■ EXCERPTED RECORDS ■

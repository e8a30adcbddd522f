//! Gemini text-generation client
//!
//! Calls the `models/{model}:generateContent` REST endpoint with a single
//! user turn and returns the text of the first candidate.

use std::time::Duration;

use reqwest::blocking::Client;
use serde::Deserialize;
use serde_json::json;
use tracing::debug;

use crate::collaborator::{ProviderError, ReportCollaborator};
use crate::config::ProviderSettings;

/// Client for the Gemini API
#[derive(Debug, Clone)]
pub struct GeminiClient {
    /// Base URL, without trailing slash
    endpoint: String,
    model: String,
    /// API key, if one was found
    api_key: Option<String>,
    /// Where the key was expected, for error messages
    api_key_env: String,
    client: Client,
}

#[derive(Debug, Deserialize)]
struct GenerateResponse {
    #[serde(default)]
    candidates: Vec<Candidate>,
}

#[derive(Debug, Deserialize)]
struct Candidate {
    content: Option<Content>,
}

#[derive(Debug, Deserialize)]
struct Content {
    #[serde(default)]
    parts: Vec<Part>,
}

#[derive(Debug, Deserialize)]
struct Part {
    text: Option<String>,
}

impl GeminiClient {
    /// Create a client from provider settings, reading the key from the environment
    pub fn from_settings(settings: &ProviderSettings) -> Result<Self, ProviderError> {
        let api_key = std::env::var(&settings.api_key_env)
            .ok()
            .filter(|key| !key.trim().is_empty());
        Self::with_key(settings, api_key)
    }

    /// Create a client with an explicit key
    pub fn with_key(
        settings: &ProviderSettings,
        api_key: Option<String>,
    ) -> Result<Self, ProviderError> {
        let client = Client::builder()
            .timeout(Duration::from_secs(settings.timeout_secs))
            .build()?;

        Ok(Self {
            endpoint: settings.endpoint.trim_end_matches('/').to_string(),
            model: settings.model.clone(),
            api_key,
            api_key_env: settings.api_key_env.clone(),
            client,
        })
    }

    /// The generateContent URL for the configured model
    pub fn url(&self) -> String {
        format!("{}/models/{}:generateContent", self.endpoint, self.model)
    }
}

impl ReportCollaborator for GeminiClient {
    fn name(&self) -> &'static str {
        "gemini"
    }

    fn complete(&self, prompt: &str) -> Result<String, ProviderError> {
        let api_key = self
            .api_key
            .as_deref()
            .ok_or_else(|| ProviderError::MissingApiKey(self.api_key_env.clone()))?;

        let url = self.url();
        debug!("POST {}", url);

        let response = self
            .client
            .post(&url)
            .header("x-goog-api-key", api_key)
            .json(&json!({
                "contents": [{ "role": "user", "parts": [{ "text": prompt }] }]
            }))
            .send()?;

        let status = response.status();
        if !status.is_success() {
            let message = response
                .text()
                .unwrap_or_else(|_| "Unknown error".to_string());
            return Err(ProviderError::Status {
                status: status.as_u16(),
                message,
            });
        }

        let body: GenerateResponse = response.json()?;
        extract_text(body)
    }
}

/// Concatenate the text parts of the first candidate
fn extract_text(body: GenerateResponse) -> Result<String, ProviderError> {
    let text: String = body
        .candidates
        .into_iter()
        .next()
        .and_then(|c| c.content)
        .map(|content| {
            content
                .parts
                .into_iter()
                .filter_map(|p| p.text)
                .collect()
        })
        .unwrap_or_default();

    if text.trim().is_empty() {
        Err(ProviderError::EmptyResponse)
    } else {
        Ok(text)
    }
}
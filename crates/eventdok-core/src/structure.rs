//! Document structuring engine
//!
//! Converts loosely structured report text into an ordered sequence of
//! styled [`Block`]s.
//!
//! # Conventions
//!
//! - Paragraphs are separated by blank lines
//! - A paragraph whose first line is `**X**` is a section headed `X`
//! - Inside a section, each line is classified by [`classify_line`]:
//!   `**X**` (short) is a subsection heading, `*`/`•` lines are bullets,
//!   `"..."` lines are quotes, everything else is body text
//! - Paragraphs without a heading are kept whole as body text
//!
//! # Example
//!
//! ```
//! use chrono::NaiveDate;
//! use eventdok_core::{EventDetails, ReportStructurer, ThemeRegistry};
//!
//! let registry = ThemeRegistry::builtin();
//! let theme = registry.get("Academic Blue").unwrap();
//! let details = EventDetails {
//!     event_title: Some("AI Workshop".to_string()),
//!     ..Default::default()
//! };
//!
//! let blocks = ReportStructurer::new(theme)
//!     .with_date(NaiveDate::from_ymd_opt(2024, 3, 5).unwrap())
//!     .structure(&details, "**1. Intro**\nSome text", &[]);
//!
//! assert_eq!(blocks[0].text(), "AI Workshop - Report");
//! assert_eq!(blocks[2].text(), "1. Intro");
//! assert_eq!(blocks.last().unwrap().text(), "Report generated on: 05 March 2024");
//! ```

use std::path::{Path, PathBuf};

use chrono::NaiveDate;
use eventdok_ast::{Block, BulletItem, PhotoBlock, Span, TextBlock};
use tracing::debug;

use crate::details::EventDetails;
use crate::theme::ThemeDescriptor;

/// Strong-emphasis delimiter
const STRONG: &str = "**";

/// Lines at least this long are never subsection headings
const SUBHEADING_MAX_CHARS: usize = 100;

/// Bullet markers; the last one is a mis-encoded `•` seen in older inputs
const BULLET_MARKERS: &[&str] = &["\u{2022}", "\u{e2}\u{20ac}\u{a2}", "*"];

const BANNER_WIDTH_INCHES: f32 = 6.5;
const PHOTO_WIDTH_INCHES: f32 = 4.5;

const PARTICIPANTS_HEADING: &str = "Additional Participants";
const PHOTOS_HEADING: &str = "Event Photographs";

/// Category of a line following a section heading
#[derive(Debug, Clone, Copy, PartialEq, Eq)]
pub enum LineKind<'a> {
    /// Short line wrapped in `**`; holds the stripped text
    Subheading(&'a str),
    /// Bullet line; holds the text after the marker
    Bullet(&'a str),
    /// Line wrapped in double quotes; holds the whole line, quotes included
    Quote(&'a str),
    /// Any other line
    Paragraph(&'a str),
}

/// Text between a leading and trailing `**`, trimmed
///
/// Only the outer delimiters are removed; `**` inside the text is kept.
pub fn strip_strong(line: &str) -> Option<&str> {
    if line.len() < 2 * STRONG.len() {
        return None;
    }
    line.strip_prefix(STRONG)
        .and_then(|rest| rest.strip_suffix(STRONG))
        .map(str::trim)
}

/// Classify a trimmed line that follows a section heading
///
/// Categories are tried in priority order: subheading, bullet, quote,
/// paragraph. The first match wins.
pub fn classify_line(line: &str) -> LineKind<'_> {
    let subheading = strip_strong(line).filter(|_| line.chars().count() < SUBHEADING_MAX_CHARS);

    match (subheading, bullet_text(line), is_quote(line)) {
        (Some(text), _, _) => LineKind::Subheading(text),
        (None, Some(text), _) => LineKind::Bullet(text),
        (None, None, true) => LineKind::Quote(line),
        (None, None, false) => LineKind::Paragraph(line),
    }
}

/// Text of a bullet line with its marker removed
///
/// A line led by `**` counts as a bullet whose first span is emphasized;
/// nothing is stripped from it.
fn bullet_text(line: &str) -> Option<&str> {
    if line.starts_with(STRONG) {
        return Some(line);
    }
    BULLET_MARKERS
        .iter()
        .find_map(|marker| line.strip_prefix(marker))
        .map(str::trim_start)
}

fn is_quote(line: &str) -> bool {
    line.chars().count() >= 2 && line.starts_with('"') && line.ends_with('"')
}

/// Split bullet text on `**` into alternating plain and strong spans
///
/// The first span is always plain (possibly empty), so one delimiter pair
/// yields exactly three spans.
pub fn bullet_spans(text: &str) -> Vec<Span> {
    text.split(STRONG)
        .enumerate()
        .map(|(i, part)| {
            if i % 2 == 1 {
                Span::strong(part)
            } else {
                Span::plain(part)
            }
        })
        .collect()
}

/// Split text into paragraphs of trimmed, non-empty lines
///
/// Paragraphs are separated by one or more blank (or whitespace-only) lines.
pub fn split_paragraphs(text: &str) -> Vec<Vec<&str>> {
    let mut paragraphs = Vec::new();
    let mut current: Vec<&str> = Vec::new();

    for line in text.lines() {
        let line = line.trim();
        if line.is_empty() {
            if !current.is_empty() {
                paragraphs.push(std::mem::take(&mut current));
            }
        } else {
            current.push(line);
        }
    }
    if !current.is_empty() {
        paragraphs.push(current);
    }

    paragraphs
}

/// Builds the block sequence of one report
#[derive(Debug, Clone)]
pub struct ReportStructurer<'a> {
    theme: &'a ThemeDescriptor,
    /// Banner image placed above the title when it exists
    banner: Option<PathBuf>,
    /// Date printed in the footer
    generated_on: NaiveDate,
}

impl<'a> ReportStructurer<'a> {
    /// Create a structurer for a theme, dated today
    pub fn new(theme: &'a ThemeDescriptor) -> Self {
        Self {
            theme,
            banner: None,
            generated_on: chrono::Local::now().date_naive(),
        }
    }

    /// Set the banner image path
    pub fn with_banner(mut self, path: impl Into<PathBuf>) -> Self {
        self.banner = Some(path.into());
        self
    }

    /// Set the footer date
    pub fn with_date(mut self, date: NaiveDate) -> Self {
        self.generated_on = date;
        self
    }

    /// Build the complete block sequence
    ///
    /// Missing banner and photo files are skipped; this never fails.
    pub fn structure(
        &self,
        details: &EventDetails,
        report_text: &str,
        photos: &[PathBuf],
    ) -> Vec<Block> {
        let mut blocks = Vec::new();

        if let Some(banner) = self.banner.as_deref().filter(|p| p.is_file()) {
            blocks.push(self.picture(banner, None, BANNER_WIDTH_INCHES));
        }

        blocks.push(Block::Title(TextBlock::new(
            format!("{} - Report", details.get_or("event_title", "Event")),
            self.theme.title_style(),
        )));
        blocks.push(Block::SubtitleInfo(TextBlock::new(
            format!(
                "{}\n{}",
                details.get_or("college_name", ""),
                details.get_or("dept_name", "")
            ),
            self.theme.subtitle_style(),
        )));

        blocks.extend(self.structure_text(report_text));
        self.push_participants(&mut blocks, details, report_text);
        self.push_photos(&mut blocks, photos);

        blocks.push(Block::Footer(TextBlock::new(
            format!(
                "Report generated on: {}",
                self.generated_on.format("%d %B %Y")
            ),
            self.theme.footer_style(),
        )));

        debug!("Structured report into {} blocks", blocks.len());
        blocks
    }

    /// Blocks for the report body text alone
    pub fn structure_text(&self, report_text: &str) -> Vec<Block> {
        let mut blocks = Vec::new();

        for lines in split_paragraphs(report_text) {
            let Some((first, rest)) = lines.split_first() else {
                continue;
            };

            let Some(heading) = strip_strong(first) else {
                blocks.push(Block::Paragraph(TextBlock::new(
                    lines.join("\n"),
                    self.theme.body_style(),
                )));
                continue;
            };

            blocks.push(Block::SectionHeading(TextBlock::new(
                heading,
                self.theme.section_heading_style(),
            )));
            for line in rest {
                blocks.push(self.line_block(classify_line(line)));
            }
        }

        blocks
    }

    fn line_block(&self, kind: LineKind<'_>) -> Block {
        debug!("Classified line as {:?}", kind);
        match kind {
            LineKind::Subheading(text) => Block::SubsectionHeading(TextBlock::new(
                text,
                self.theme.subsection_heading_style(),
            )),
            LineKind::Bullet(text) => Block::BulletItem(BulletItem {
                spans: bullet_spans(text),
                style: self.theme.bullet_style(),
            }),
            LineKind::Quote(text) => {
                Block::Quote(TextBlock::new(text, self.theme.quote_style()))
            }
            LineKind::Paragraph(text) => {
                Block::Paragraph(TextBlock::new(text, self.theme.body_style()))
            }
        }
    }

    /// Heading whenever the participants field has any non-blank text, then
    /// one bullet per non-empty name
    fn push_participants(&self, blocks: &mut Vec<Block>, details: &EventDetails, text: &str) {
        let listed = details
            .participants
            .as_deref()
            .is_some_and(|list| !list.trim().is_empty());
        if !listed || text.to_lowercase().contains("participants") {
            return;
        }

        blocks.push(Block::SectionHeading(TextBlock::new(
            PARTICIPANTS_HEADING,
            self.theme.section_heading_style(),
        )));
        for name in details.participant_names() {
            blocks.push(Block::BulletItem(BulletItem::plain(
                name,
                self.theme.bullet_style(),
            )));
        }
    }

    fn push_photos(&self, blocks: &mut Vec<Block>, photos: &[PathBuf]) {
        if photos.is_empty() {
            return;
        }

        blocks.push(Block::SectionHeading(TextBlock::new(
            PHOTOS_HEADING,
            self.theme.section_heading_style(),
        )));

        let mut figure = 0;
        for photo in photos {
            if !photo.is_file() {
                debug!("Skipping missing photo: {}", photo.display());
                continue;
            }
            figure += 1;
            let caption = format!("Figure {}: Event Photo", figure);
            blocks.push(self.picture(photo, Some(caption), PHOTO_WIDTH_INCHES));
        }
    }

    fn picture(&self, path: &Path, caption: Option<String>, width_inches: f32) -> Block {
        Block::Photo(PhotoBlock {
            path: path.to_path_buf(),
            caption,
            width_inches,
            style: self.theme.picture_style(),
            caption_style: self.theme.caption_style(),
        })
    }
}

■ EXERCISE AIM ■
Output the lines of the records above exactly as they appear, from the line containing "Text between a" through the line containing "Categories are tried".

■ RESPONSE ■
/// Text between a leading and trailing `**`, trimmed
///
/// Only the outer delimiters are removed; `**` inside the text is kept.
pub fn strip_strong(line: &str) -> Option<&str> {
    if line.len() < 2 * STRONG.len() {
        return None;
    }
    line.strip_prefix(STRONG)
        .and_then(|rest| rest.strip_suffix(STRONG))
        .map(str::trim)
}

/// Classify a trimmed line that follows a section heading
///
/// Categories are tried in priority order: subheading, bullet, quote,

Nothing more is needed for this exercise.